En todo caso, una labor imprescindible esta de recuperar una novela que representa una clara inflexión en el tono de Zola, que cierra la novela con esta otra visión, final y tan distinta, de París por parte del protagonista:

Pierre se quedó muy impresionado y le vino nuevamente a la memoria la idea de la cuba gigantesca, abierta, de una a otra punta del horizonte, donde iba a nacer el siglo futuro, de la extraordinaria mezcla de lo bueno y de lo malo. Pero ahora, por encima de las pasiones, de los vicios, de las ambiciones, de los residuos, veía el colosal trabajo realizado, el heroico esfuerzo manual, en el fondo de los talleres y de las fábricas, el glorioso recogimiento de la juventud intelectual, que él sabía en plena labor, estudiando en silencio sin perder ninguna conquista de sus antecesores, deseando ampliar su dominio. Y era la exaltación de París, todo el porvenir que se elaboraba en su enormidad y que se difundiría en un resplandor de amanecer. Si el pueblo antiguo había tenido Roma, ahora agonizante, París reinaba soberanamente sobre los tiempos modernos; era actualmente el centro de los pueblos, en ese movimiento continuo que los lleva de civilización en civilización, con el sol, de oriente a occidente. Era el cerebro; todo un pasado de grandezas le había preparado para ser entre las ciudades la iniciadora, la civilizadora y la libertadora. Ayer lanzaba a las otras naciones el grito de libertad; mañana las aportaría la religión de la ciencia, la justicia, la nueva fe esperada por las democracias. Era también la bondad, la alegría y la dulzura, el ansia de saberlo todo y la generosidad de darlo todo. En París, entre los obreros de sus barrios, los aldeanos de sus campos, había recursos infinitos, reservas de hombres, de las que el porvenir podría disponer inagotablemente. Y el siglo acababa en él y empezaría otro que se desarrollaría por él, y todo el rumor de su prodigiosa labor, todo su resplandor de faro dominando la tierra, todo cuanto salía de sus entrañas entre truenos, borrascas, claridades triunfales, no brillaría sino con la luz final de la que estaría hecha la felicidad humana.

Y en contraste con la niebla y el frío del principio, esta explosión de luz de un París luminoso, sobre el que cae

el sol oblicuo inundando la inmensidad de París con un polvillo de oro. Pero, esta vez, no era ya la siembra, el caos de techumbres y monumentos como una oscura tierra de labor roturada por algún arado gigantesco, y el divino sol, arrojando a puñados sus rayos, semejantes a granos de oro, cuyo vuelo caía desde todas partes.
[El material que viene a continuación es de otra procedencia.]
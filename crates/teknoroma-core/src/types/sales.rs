//! Sale header and line items.

use chrono::{DateTime, Utc};
use serde::{Deserialize, Serialize};
use ts_rs::TS;

use super::{PaymentType, SaleStatus};
use crate::money::{Money, Rate};

// =============================================================================
// Sale
// =============================================================================

/// A completed or in-progress sale transaction.
///
/// ## Totals
/// ```text
/// subtotal = Σ line.total            (after line discounts)
/// tax      = subtotal × 20%
/// total    = subtotal + tax − discount
/// ```
#[derive(Debug, Clone, Serialize, Deserialize, TS)]
#[cfg_attr(feature = "sqlx", derive(sqlx::FromRow))]
#[ts(export)]
pub struct Sale {
    pub id: String,

    /// Human-readable number, `S-YYYY-NNNNN`.
    pub sale_number: String,

    #[ts(as = "String")]
    pub sale_date: DateTime<Utc>,

    pub customer_id: String,
    pub employee_id: String,
    pub store_id: String,

    pub status: SaleStatus,
    pub payment_type: PaymentType,

    pub subtotal_cents: i64,
    pub tax_cents: i64,
    /// Sale-level discount, subtracted after tax.
    pub discount_cents: i64,
    pub total_cents: i64,

    pub cancellation_reason: Option<String>,
    pub notes: Option<String>,

    pub is_deleted: bool,
    #[ts(as = "String")]
    pub created_at: DateTime<Utc>,
    #[ts(as = "Option<String>")]
    pub modified_at: Option<DateTime<Utc>>,
}

impl Sale {
    #[inline]
    pub fn subtotal(&self) -> Money {
        Money::from_cents(self.subtotal_cents)
    }

    #[inline]
    pub fn tax(&self) -> Money {
        Money::from_cents(self.tax_cents)
    }

    #[inline]
    pub fn discount(&self) -> Money {
        Money::from_cents(self.discount_cents)
    }

    #[inline]
    pub fn total(&self) -> Money {
        Money::from_cents(self.total_cents)
    }

    /// Checks `total = subtotal + tax − discount`.
    pub fn totals_are_consistent(&self) -> bool {
        self.subtotal() + self.tax() - self.discount() == self.total()
    }
}

// =============================================================================
// Sale Detail
// =============================================================================

/// A line item in a sale.
///
/// Name and price are snapshots taken when the sale was created, so later
/// catalog changes never rewrite history.
#[derive(Debug, Clone, Serialize, Deserialize, TS)]
#[cfg_attr(feature = "sqlx", derive(sqlx::FromRow))]
#[ts(export)]
pub struct SaleDetail {
    pub id: String,
    pub sale_id: String,
    pub product_id: String,

    /// Product name at time of sale.
    pub product_name: String,

    /// Unit price at time of sale.
    pub unit_price_cents: i64,

    pub quantity: i64,

    /// Line discount in basis points (1000 = 10%).
    pub discount_bps: u32,

    /// unit price × quantity
    pub subtotal_cents: i64,
    pub discount_cents: i64,
    /// subtotal − discount
    pub total_cents: i64,

    #[ts(as = "String")]
    pub created_at: DateTime<Utc>,
}

impl SaleDetail {
    #[inline]
    pub fn unit_price(&self) -> Money {
        Money::from_cents(self.unit_price_cents)
    }

    #[inline]
    pub fn discount_rate(&self) -> Rate {
        Rate::from_bps(self.discount_bps)
    }

    #[inline]
    pub fn total(&self) -> Money {
        Money::from_cents(self.total_cents)
    }
}

/// A sale header together with its lines.
#[derive(Debug, Clone, Serialize, Deserialize, TS)]
#[ts(export)]
pub struct SaleWithDetails {
    #[serde(flatten)]
    pub sale: Sale,
    pub details: Vec<SaleDetail>,
}
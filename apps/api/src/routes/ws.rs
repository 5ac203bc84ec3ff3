//! # WebSocket Notification Channel
//!
//! ```text
//! GET /ws?role=warehouse&user_id=e-42
//!      │
//!      ▼ upgrade
//! ┌──────────────────────────────────────────────────────────────┐
//! │  hub.subscribe() ──► forward task ──► mpsc ──► outgoing task │──► socket
//! │                      (keeps only role/user matches)          │
//! │  ping task ──────────────────────────► mpsc                  │
//! │                                                              │
//! │  receive loop: Ping → Pong, Close/None/Err → abort all tasks │◄── socket
//! └──────────────────────────────────────────────────────────────┘
//! ```
//!
//! The channel is push-only; text frames from the client are ignored.

use axum::extract::ws::{Message, WebSocket, WebSocketUpgrade};
use axum::extract::{Query, State};
use axum::response::{IntoResponse, Response};
use futures_util::{SinkExt, StreamExt};
use serde::Deserialize;
use tokio::sync::{broadcast, mpsc};
use tokio::time::{interval, Duration};
use tracing::{debug, info, warn};

use teknoroma_core::Role;

use crate::error::ApiError;
use crate::services::notification::Notification;
use crate::AppState;

/// Keep-alive ping interval.
const PING_INTERVAL: Duration = Duration::from_secs(30);

/// Maximum inbound frame size; clients only send control frames.
const MAX_MESSAGE_SIZE: usize = 64 * 1024;

#[derive(Debug, Default, Deserialize)]
pub struct SubscribeQuery {
    pub role: Option<String>,
    pub user_id: Option<String>,
}

/// The groups one socket has joined.
#[derive(Debug, Clone, PartialEq, Eq)]
pub struct Subscription {
    pub role: Option<Role>,
    pub user_id: Option<String>,
}

impl Subscription {
    /// At least one of `role`/`user_id` is required; an unknown role is rejected.
    pub fn from_query(q: SubscribeQuery) -> Result<Self, ApiError> {
        let role = match q.role.as_deref() {
            Some(r) => Some(Role::parse(r).ok_or_else(|| ApiError::bad_request(format!("Unknown role: {r}")))?),
            None => None,
        };
        let user_id = q.user_id.filter(|u| !u.trim().is_empty());

        if role.is_none() && user_id.is_none() {
            return Err(ApiError::bad_request("role or user_id is required"));
        }
        Ok(Subscription { role, user_id })
    }

    pub fn wants(&self, notification: &Notification) -> bool {
        notification.is_for(self.role, self.user_id.as_deref())
    }
}

/// GET /ws
pub async fn subscribe(
    ws: WebSocketUpgrade,
    State(state): State<AppState>,
    Query(q): Query<SubscribeQuery>,
) -> Response {
    let subscription = match Subscription::from_query(q) {
        Ok(s) => s,
        Err(e) => return e.into_response(),
    };

    info!(role = ?subscription.role, user_id = ?subscription.user_id, "Notification subscriber connecting");
    let rx = state.hub.subscribe();
    ws.max_message_size(MAX_MESSAGE_SIZE)
        .on_upgrade(move |socket| handle_socket(socket, rx, subscription))
}

async fn handle_socket(socket: WebSocket, mut rx: broadcast::Receiver<Notification>, subscription: Subscription) {
    let (mut sender, mut receiver) = socket.split();
    let (outgoing_tx, mut outgoing_rx) = mpsc::channel::<Message>(64);

    let outgoing_handle = tokio::spawn(async move {
        while let Some(msg) = outgoing_rx.recv().await {
            if sender.send(msg).await.is_err() {
                break;
            }
        }
    });

    let forward_tx = outgoing_tx.clone();
    let forward_sub = subscription.clone();
    let forward_handle = tokio::spawn(async move {
        loop {
            match rx.recv().await {
                Ok(notification) if forward_sub.wants(&notification) => {
                    let Ok(json) = serde_json::to_string(&notification) else {
                        continue;
                    };
                    if forward_tx.send(Message::Text(json.into())).await.is_err() {
                        break;
                    }
                }
                Ok(_) => {}
                Err(broadcast::error::RecvError::Lagged(skipped)) => {
                    warn!(skipped = skipped, role = ?forward_sub.role, "Notification subscriber lagged");
                }
                Err(broadcast::error::RecvError::Closed) => break,
            }
        }
    });

    let ping_tx = outgoing_tx.clone();
    let ping_handle = tokio::spawn(async move {
        let mut ticker = interval(PING_INTERVAL);
        loop {
            ticker.tick().await;
            if ping_tx.send(Message::Ping(axum::body::Bytes::new())).await.is_err() {
                break;
            }
        }
    });

    loop {
        match receiver.next().await {
            Some(Ok(Message::Ping(data))) => {
                let _ = outgoing_tx.send(Message::Pong(data)).await;
            }
            Some(Ok(Message::Close(_))) | None => {
                debug!(role = ?subscription.role, "Notification subscriber disconnected");
                break;
            }
            Some(Ok(_)) => {}
            Some(Err(e)) => {
                warn!(?e, "WebSocket error");
                break;
            }
        }
    }

    ping_handle.abort();
    forward_handle.abort();
    outgoing_handle.abort();
}

#[cfg(test)]
mod tests {
    use super::*;
    use crate::services::notification::{Event, Topic};
    use chrono::Utc;

    fn query(role: Option<&str>, user_id: Option<&str>) -> SubscribeQuery {
        SubscribeQuery {
            role: role.map(String::from),
            user_id: user_id.map(String::from),
        }
    }

    #[test]
    fn test_subscription_requires_a_group() {
        assert!(Subscription::from_query(query(None, None)).is_err());
        assert!(Subscription::from_query(query(Some("janitor"), None)).is_err());

        let sub = Subscription::from_query(query(Some("warehouse"), Some("e-1"))).unwrap();
        assert_eq!(sub.role, Some(Role::Warehouse));
    }

    #[test]
    fn test_subscription_filters_by_topic() {
        let sub = Subscription::from_query(query(Some("cashier"), None)).unwrap();
        let note = |topic| Notification {
            topic,
            event: Event::PaymentConfirmed {
                sale_id: "s".into(),
                sale_number: "S-2024-00001".into(),
            },
            published_at: Utc::now(),
        };

        assert!(sub.wants(&note(Topic::Role(Role::Cashier))));
        assert!(!sub.wants(&note(Topic::Role(Role::Warehouse))));
        assert!(!sub.wants(&note(Topic::User("e-9".into()))));
    }
}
Y tampoco era ya la ciudad con sus barrios diferentes, al Este los barrios trabajadores, nublados de grises humaredas; al Sur los barrios estudiosos, de una serenidad lejana; al Oeste los barrios ricos, amplios y claros, y en el centro los del comercio, con sus calles sombrías. Parecía que un mismo impulso vital, que una misma primavera había cubierto la ciudad entera, armonizándola, convirtiéndola en un mismo campo sin límites, rebosante de la misma fecundidad. Trigo, trigo por todas partes, todo un infinito de trigo cuya oleada de oro se movía de un extremo a otro del horizonte y el sol oblicuo bañaba así París entero, con idéntico esplendor. Y era realmente la cosecha después de la siembra.
(...)
París flameaba, sembrado de luz por el divino sol, acarreando en su gloria la cosecha futura de verdad y de justicia.